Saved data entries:

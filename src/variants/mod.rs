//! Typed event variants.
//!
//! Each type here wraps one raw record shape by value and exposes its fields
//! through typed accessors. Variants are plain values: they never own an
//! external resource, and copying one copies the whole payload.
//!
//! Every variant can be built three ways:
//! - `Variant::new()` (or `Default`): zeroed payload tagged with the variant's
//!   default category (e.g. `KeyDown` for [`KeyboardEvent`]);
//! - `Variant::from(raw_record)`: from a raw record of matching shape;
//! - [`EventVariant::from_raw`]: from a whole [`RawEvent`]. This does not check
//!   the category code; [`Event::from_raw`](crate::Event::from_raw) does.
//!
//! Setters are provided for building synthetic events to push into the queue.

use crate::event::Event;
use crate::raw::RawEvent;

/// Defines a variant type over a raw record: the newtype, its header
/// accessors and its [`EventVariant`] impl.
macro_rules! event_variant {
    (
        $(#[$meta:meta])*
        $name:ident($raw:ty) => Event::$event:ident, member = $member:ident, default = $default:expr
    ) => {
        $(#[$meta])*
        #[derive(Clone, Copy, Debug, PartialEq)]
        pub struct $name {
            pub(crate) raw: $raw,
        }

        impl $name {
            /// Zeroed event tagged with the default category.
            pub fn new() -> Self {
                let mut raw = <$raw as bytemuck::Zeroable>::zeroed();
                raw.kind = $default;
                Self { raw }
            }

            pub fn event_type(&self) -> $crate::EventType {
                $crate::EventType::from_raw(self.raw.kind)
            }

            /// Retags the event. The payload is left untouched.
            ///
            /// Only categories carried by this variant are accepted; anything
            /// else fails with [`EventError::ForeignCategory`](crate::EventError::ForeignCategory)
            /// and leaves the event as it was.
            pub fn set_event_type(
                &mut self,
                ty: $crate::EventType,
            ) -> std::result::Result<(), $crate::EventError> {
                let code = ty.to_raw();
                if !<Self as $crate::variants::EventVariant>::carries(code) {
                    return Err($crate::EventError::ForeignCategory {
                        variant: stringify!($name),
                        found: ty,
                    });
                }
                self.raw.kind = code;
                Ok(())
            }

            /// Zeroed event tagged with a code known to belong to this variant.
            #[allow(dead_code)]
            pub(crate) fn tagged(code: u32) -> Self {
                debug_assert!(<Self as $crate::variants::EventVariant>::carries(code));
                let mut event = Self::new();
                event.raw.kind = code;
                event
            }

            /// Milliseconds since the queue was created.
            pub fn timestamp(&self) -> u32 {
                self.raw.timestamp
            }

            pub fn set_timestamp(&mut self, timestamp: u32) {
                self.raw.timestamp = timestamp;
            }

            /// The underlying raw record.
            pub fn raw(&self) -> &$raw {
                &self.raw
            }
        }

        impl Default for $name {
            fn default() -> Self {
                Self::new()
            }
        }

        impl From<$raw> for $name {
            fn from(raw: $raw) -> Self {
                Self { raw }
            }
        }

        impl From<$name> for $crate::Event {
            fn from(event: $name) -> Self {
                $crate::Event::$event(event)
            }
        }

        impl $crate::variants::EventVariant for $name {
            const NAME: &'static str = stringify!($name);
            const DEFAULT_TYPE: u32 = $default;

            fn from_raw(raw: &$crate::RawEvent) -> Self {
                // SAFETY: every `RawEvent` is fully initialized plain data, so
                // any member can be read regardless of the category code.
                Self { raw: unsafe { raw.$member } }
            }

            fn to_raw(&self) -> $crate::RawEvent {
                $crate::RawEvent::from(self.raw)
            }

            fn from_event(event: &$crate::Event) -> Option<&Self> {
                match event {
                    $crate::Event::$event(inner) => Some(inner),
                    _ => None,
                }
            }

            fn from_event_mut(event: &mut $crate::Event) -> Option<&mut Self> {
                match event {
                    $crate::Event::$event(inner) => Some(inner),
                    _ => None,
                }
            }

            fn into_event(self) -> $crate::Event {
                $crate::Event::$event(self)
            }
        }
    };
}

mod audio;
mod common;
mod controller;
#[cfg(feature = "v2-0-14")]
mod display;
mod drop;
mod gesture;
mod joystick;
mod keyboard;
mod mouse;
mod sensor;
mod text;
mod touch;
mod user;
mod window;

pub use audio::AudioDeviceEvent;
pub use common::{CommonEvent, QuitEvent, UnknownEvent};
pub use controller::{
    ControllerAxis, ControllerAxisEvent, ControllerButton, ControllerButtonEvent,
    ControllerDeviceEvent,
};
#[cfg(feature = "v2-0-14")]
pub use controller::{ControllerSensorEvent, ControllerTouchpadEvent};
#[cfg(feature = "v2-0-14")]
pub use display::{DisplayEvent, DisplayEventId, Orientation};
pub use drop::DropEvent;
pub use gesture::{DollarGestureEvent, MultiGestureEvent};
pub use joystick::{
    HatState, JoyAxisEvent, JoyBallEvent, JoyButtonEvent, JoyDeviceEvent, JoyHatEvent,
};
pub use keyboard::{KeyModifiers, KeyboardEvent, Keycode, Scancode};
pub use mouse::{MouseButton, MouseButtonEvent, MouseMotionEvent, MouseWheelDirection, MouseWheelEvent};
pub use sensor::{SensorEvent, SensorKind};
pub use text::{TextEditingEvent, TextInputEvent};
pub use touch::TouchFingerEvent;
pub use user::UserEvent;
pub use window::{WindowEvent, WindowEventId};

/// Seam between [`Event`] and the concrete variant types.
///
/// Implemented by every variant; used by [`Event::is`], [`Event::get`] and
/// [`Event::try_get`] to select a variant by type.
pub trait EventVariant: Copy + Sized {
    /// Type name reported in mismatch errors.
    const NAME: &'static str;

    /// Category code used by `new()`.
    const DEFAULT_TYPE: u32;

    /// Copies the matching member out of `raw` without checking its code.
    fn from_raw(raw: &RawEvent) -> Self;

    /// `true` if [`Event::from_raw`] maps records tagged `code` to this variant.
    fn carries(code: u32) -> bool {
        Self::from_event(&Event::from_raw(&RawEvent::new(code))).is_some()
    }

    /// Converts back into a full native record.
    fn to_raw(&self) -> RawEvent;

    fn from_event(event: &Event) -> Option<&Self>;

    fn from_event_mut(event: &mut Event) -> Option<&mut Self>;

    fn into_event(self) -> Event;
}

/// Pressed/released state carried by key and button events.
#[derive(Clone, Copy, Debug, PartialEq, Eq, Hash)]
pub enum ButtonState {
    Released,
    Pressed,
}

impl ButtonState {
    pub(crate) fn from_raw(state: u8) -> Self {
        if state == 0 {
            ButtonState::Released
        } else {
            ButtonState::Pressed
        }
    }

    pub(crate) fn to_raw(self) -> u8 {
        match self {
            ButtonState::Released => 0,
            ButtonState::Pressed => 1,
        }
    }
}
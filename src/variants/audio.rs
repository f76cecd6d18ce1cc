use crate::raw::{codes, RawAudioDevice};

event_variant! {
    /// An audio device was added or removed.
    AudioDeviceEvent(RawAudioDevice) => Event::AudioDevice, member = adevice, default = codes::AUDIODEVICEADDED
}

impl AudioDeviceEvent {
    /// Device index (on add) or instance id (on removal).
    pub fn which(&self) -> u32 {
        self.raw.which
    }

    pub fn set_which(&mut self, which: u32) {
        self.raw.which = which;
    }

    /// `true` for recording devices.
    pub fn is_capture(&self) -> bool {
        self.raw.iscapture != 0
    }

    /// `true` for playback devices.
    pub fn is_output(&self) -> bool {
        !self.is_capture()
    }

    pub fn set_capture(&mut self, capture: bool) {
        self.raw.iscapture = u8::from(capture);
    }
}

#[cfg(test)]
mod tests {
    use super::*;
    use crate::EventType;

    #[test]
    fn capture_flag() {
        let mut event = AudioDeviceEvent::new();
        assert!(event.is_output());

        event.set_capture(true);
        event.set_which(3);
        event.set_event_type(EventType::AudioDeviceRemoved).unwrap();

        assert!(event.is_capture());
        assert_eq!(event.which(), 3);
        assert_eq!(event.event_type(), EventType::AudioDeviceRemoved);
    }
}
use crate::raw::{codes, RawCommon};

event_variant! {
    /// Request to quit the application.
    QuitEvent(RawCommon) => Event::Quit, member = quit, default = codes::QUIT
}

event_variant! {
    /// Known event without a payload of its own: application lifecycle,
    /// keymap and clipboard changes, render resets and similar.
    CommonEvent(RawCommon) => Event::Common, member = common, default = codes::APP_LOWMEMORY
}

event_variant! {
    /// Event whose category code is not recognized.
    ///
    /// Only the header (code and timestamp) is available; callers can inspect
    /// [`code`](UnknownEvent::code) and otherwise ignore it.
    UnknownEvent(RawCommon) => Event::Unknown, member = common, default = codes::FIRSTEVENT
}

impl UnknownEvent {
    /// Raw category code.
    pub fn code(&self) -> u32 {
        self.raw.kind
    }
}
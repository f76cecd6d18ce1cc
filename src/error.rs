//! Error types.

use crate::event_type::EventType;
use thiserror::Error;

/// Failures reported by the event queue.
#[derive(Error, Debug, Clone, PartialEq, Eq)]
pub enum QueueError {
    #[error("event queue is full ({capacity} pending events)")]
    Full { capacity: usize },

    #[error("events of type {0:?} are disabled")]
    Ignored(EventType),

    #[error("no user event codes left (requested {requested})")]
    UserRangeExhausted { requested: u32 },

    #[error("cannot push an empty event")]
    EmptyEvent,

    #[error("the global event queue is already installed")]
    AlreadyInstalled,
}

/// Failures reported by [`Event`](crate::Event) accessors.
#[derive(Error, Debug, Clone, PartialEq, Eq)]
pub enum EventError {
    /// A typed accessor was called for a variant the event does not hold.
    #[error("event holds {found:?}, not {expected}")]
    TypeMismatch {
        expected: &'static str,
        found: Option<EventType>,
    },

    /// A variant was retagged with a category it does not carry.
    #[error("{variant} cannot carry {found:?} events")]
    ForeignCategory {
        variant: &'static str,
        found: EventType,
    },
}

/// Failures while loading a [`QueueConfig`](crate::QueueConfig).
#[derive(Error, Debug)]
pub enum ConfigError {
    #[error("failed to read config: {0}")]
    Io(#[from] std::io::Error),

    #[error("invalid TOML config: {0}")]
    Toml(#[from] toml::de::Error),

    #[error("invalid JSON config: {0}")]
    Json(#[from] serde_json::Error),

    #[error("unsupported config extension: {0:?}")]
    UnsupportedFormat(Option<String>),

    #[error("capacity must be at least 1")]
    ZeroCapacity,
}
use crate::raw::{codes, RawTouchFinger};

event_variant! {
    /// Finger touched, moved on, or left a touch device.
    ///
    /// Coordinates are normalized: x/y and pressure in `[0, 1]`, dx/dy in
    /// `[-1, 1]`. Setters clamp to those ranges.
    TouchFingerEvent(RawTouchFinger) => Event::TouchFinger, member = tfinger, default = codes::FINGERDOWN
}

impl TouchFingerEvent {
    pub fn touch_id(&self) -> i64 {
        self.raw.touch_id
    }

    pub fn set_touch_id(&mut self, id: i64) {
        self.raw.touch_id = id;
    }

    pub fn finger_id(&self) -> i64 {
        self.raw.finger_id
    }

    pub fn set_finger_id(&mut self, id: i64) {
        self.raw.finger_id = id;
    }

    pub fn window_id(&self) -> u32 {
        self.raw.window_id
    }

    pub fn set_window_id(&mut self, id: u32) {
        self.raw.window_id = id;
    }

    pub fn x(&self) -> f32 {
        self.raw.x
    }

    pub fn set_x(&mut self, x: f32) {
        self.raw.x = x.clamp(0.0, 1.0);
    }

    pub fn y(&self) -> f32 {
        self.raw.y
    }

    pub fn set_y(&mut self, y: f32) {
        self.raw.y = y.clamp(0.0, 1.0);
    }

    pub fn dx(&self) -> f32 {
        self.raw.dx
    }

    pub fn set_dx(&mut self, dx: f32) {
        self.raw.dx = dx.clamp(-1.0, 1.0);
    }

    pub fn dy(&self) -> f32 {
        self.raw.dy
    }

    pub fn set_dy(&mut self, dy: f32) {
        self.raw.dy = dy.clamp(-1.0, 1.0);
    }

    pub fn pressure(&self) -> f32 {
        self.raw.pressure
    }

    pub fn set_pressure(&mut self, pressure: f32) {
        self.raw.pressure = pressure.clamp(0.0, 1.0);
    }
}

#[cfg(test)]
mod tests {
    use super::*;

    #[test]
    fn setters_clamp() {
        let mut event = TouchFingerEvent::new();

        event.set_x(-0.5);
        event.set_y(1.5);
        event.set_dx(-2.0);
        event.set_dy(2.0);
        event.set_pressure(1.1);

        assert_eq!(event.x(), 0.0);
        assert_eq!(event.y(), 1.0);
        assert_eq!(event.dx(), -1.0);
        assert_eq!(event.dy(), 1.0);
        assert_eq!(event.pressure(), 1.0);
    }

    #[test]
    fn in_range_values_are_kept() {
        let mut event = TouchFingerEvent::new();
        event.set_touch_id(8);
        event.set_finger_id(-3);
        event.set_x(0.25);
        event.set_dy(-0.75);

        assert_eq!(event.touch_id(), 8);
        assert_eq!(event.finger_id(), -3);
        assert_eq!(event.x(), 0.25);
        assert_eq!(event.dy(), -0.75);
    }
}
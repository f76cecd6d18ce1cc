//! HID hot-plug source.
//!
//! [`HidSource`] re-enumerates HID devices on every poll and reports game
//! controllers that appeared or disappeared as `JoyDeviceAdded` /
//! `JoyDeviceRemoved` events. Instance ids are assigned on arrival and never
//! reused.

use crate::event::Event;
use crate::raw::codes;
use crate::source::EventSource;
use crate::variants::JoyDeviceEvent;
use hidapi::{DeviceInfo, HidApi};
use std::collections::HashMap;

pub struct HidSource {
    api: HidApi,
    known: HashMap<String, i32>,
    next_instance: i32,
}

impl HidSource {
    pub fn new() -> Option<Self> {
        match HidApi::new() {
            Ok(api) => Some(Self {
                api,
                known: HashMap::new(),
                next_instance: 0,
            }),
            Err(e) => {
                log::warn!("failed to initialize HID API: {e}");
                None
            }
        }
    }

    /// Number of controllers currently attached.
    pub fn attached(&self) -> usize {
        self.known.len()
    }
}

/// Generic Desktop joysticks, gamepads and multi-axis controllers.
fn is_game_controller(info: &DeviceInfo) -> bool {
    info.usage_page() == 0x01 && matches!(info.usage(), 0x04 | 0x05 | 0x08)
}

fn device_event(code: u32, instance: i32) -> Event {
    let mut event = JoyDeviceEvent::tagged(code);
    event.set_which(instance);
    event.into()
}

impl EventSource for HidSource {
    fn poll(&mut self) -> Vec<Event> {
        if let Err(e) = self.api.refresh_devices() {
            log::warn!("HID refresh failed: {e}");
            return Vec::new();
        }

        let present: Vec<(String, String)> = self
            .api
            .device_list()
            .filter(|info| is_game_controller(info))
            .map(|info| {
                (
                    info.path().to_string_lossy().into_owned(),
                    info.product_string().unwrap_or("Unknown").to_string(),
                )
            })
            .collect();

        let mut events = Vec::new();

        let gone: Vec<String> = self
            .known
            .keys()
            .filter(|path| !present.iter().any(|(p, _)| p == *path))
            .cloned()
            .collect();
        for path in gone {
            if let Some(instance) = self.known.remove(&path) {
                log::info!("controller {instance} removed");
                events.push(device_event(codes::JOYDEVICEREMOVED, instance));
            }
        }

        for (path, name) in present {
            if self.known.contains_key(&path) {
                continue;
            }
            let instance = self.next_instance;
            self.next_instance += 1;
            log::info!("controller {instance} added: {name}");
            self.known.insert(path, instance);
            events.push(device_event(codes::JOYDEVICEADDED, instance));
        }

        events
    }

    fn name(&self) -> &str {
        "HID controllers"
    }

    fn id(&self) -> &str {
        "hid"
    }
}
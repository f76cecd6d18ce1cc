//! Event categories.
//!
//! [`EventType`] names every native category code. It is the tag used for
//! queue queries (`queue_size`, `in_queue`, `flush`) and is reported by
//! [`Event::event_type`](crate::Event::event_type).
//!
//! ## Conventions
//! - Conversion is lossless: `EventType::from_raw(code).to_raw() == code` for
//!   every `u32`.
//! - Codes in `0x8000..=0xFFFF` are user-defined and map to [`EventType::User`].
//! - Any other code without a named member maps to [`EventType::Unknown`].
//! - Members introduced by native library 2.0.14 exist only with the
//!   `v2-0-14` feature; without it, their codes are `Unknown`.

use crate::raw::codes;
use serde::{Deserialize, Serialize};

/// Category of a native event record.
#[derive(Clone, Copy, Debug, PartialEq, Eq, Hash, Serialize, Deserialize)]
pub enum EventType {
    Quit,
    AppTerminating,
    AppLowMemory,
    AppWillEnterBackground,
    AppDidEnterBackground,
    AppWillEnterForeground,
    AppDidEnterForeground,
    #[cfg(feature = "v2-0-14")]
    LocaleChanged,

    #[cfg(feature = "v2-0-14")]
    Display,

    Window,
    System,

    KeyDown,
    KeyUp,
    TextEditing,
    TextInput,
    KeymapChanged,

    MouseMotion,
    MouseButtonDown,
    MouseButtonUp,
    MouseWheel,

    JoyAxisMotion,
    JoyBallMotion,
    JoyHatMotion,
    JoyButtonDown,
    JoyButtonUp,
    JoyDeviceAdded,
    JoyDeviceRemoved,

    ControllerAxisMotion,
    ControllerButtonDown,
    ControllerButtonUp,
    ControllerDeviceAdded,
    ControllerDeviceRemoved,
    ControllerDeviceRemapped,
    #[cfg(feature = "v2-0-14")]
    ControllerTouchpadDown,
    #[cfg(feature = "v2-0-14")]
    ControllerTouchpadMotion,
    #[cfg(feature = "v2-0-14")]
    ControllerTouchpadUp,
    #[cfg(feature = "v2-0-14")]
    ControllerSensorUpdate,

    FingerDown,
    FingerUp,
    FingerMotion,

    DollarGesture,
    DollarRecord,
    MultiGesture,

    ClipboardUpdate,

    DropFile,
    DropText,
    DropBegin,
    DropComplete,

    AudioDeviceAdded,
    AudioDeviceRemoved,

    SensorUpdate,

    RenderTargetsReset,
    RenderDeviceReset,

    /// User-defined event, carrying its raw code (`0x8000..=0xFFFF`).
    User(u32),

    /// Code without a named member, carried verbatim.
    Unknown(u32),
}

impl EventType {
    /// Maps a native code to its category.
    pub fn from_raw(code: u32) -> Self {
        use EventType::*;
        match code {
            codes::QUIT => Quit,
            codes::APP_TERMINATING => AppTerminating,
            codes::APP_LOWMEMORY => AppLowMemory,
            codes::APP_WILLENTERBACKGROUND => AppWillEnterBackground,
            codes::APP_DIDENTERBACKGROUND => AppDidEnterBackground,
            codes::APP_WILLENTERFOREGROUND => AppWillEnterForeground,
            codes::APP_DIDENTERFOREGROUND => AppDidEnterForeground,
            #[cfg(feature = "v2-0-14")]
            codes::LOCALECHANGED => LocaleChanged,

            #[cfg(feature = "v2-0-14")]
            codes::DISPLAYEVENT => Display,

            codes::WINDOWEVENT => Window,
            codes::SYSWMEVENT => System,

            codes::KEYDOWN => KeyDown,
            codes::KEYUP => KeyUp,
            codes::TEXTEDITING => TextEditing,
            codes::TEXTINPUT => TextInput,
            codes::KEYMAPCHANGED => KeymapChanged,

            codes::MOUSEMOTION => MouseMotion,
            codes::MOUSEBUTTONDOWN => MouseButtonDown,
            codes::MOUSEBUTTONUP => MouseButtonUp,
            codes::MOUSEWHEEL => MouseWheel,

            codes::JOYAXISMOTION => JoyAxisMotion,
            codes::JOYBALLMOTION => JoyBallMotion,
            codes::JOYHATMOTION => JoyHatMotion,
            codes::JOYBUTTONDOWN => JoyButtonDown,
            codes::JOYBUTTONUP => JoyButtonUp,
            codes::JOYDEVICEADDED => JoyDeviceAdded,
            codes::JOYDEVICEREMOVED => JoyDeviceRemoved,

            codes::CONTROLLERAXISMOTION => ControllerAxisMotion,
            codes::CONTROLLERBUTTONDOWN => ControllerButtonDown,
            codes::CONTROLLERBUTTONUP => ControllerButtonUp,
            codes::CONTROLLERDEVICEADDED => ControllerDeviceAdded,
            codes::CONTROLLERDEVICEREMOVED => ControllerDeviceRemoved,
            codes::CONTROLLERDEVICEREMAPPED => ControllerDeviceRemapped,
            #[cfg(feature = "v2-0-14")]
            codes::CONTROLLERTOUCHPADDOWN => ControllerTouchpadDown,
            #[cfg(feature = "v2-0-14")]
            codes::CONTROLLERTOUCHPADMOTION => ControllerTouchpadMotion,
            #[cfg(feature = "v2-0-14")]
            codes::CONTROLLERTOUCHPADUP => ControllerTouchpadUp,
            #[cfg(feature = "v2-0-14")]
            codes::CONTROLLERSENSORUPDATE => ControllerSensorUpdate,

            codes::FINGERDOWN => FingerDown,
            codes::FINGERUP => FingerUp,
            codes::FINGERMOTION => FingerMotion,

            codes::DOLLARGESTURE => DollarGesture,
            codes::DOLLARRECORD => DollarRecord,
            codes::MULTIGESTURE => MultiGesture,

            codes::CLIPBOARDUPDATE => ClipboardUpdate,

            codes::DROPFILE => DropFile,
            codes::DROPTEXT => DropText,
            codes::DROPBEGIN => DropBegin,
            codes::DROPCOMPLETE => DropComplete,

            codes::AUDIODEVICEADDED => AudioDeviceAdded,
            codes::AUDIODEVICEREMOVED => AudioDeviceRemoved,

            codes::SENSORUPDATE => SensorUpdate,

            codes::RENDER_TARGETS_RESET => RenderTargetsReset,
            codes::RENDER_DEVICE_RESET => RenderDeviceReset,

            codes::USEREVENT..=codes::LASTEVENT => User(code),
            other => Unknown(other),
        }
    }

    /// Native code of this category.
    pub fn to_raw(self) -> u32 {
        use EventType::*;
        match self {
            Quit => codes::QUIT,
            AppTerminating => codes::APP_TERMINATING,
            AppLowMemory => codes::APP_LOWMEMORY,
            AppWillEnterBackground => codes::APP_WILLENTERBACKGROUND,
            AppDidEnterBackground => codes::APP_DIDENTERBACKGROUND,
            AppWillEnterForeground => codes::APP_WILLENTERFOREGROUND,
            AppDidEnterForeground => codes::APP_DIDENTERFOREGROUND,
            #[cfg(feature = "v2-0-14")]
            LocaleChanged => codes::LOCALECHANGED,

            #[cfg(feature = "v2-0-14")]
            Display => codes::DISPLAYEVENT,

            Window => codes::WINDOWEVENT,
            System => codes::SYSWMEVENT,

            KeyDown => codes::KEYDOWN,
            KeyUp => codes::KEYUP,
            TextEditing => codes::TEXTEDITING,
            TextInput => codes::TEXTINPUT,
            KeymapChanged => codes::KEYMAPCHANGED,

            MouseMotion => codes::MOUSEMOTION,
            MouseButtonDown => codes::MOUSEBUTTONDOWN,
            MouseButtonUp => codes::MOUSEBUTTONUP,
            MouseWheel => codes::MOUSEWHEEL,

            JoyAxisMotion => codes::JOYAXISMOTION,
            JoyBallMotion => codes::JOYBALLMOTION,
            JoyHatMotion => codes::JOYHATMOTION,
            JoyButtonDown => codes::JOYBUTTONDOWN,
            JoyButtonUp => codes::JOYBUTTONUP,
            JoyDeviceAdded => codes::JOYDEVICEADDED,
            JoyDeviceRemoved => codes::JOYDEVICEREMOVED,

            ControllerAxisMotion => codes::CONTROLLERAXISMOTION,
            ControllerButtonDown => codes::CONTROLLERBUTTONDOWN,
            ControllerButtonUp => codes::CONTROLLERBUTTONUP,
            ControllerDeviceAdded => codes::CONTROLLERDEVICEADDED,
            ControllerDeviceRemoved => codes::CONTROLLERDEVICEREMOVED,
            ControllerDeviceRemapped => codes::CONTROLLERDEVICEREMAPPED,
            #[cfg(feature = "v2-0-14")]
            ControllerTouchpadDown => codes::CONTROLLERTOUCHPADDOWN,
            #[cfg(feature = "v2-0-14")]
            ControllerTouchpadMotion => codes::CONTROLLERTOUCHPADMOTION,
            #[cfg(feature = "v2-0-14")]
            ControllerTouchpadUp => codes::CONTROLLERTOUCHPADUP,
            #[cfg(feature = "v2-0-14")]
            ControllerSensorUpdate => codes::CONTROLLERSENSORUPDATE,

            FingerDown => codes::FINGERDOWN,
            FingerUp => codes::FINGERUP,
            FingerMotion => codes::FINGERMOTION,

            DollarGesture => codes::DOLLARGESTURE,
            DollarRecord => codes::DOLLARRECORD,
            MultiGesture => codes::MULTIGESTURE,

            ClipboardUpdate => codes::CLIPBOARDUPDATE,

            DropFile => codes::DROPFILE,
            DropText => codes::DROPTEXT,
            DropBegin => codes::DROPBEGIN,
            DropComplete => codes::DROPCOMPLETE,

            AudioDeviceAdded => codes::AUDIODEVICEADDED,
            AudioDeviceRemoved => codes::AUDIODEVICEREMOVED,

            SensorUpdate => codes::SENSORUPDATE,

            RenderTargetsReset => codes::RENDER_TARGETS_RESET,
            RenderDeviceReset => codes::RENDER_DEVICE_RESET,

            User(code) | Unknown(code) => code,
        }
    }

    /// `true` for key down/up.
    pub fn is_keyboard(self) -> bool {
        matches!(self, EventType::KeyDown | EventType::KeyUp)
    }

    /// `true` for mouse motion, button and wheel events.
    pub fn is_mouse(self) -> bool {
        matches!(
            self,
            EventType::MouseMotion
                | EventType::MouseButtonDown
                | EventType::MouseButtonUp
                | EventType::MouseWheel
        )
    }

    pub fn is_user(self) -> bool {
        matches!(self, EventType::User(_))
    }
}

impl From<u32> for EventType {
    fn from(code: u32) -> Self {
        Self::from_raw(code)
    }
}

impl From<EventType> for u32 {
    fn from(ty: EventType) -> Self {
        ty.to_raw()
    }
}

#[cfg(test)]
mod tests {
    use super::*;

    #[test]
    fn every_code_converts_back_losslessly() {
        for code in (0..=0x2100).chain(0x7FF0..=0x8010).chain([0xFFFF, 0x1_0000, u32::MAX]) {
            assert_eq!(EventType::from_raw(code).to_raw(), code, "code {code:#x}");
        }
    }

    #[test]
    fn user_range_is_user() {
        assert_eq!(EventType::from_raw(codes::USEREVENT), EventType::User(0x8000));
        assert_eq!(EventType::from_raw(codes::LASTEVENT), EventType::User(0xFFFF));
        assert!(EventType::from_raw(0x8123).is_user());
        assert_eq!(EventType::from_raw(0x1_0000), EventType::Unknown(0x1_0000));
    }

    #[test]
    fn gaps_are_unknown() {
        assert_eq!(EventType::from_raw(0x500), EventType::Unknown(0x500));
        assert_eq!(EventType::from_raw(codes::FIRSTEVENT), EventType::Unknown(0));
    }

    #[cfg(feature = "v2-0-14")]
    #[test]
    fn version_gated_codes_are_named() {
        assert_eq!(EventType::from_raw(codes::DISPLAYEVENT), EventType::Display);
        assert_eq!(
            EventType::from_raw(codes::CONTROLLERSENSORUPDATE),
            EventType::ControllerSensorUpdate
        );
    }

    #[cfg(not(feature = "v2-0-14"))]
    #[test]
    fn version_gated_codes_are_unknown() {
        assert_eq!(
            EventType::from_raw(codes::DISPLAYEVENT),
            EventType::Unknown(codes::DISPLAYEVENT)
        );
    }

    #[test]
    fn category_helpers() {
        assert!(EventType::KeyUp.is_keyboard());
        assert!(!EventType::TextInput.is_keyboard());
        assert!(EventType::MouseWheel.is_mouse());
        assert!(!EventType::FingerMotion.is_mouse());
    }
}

- Task -
How many lines in the data contain the string "derive"? Respond with the number only.

- Solved exercise -
6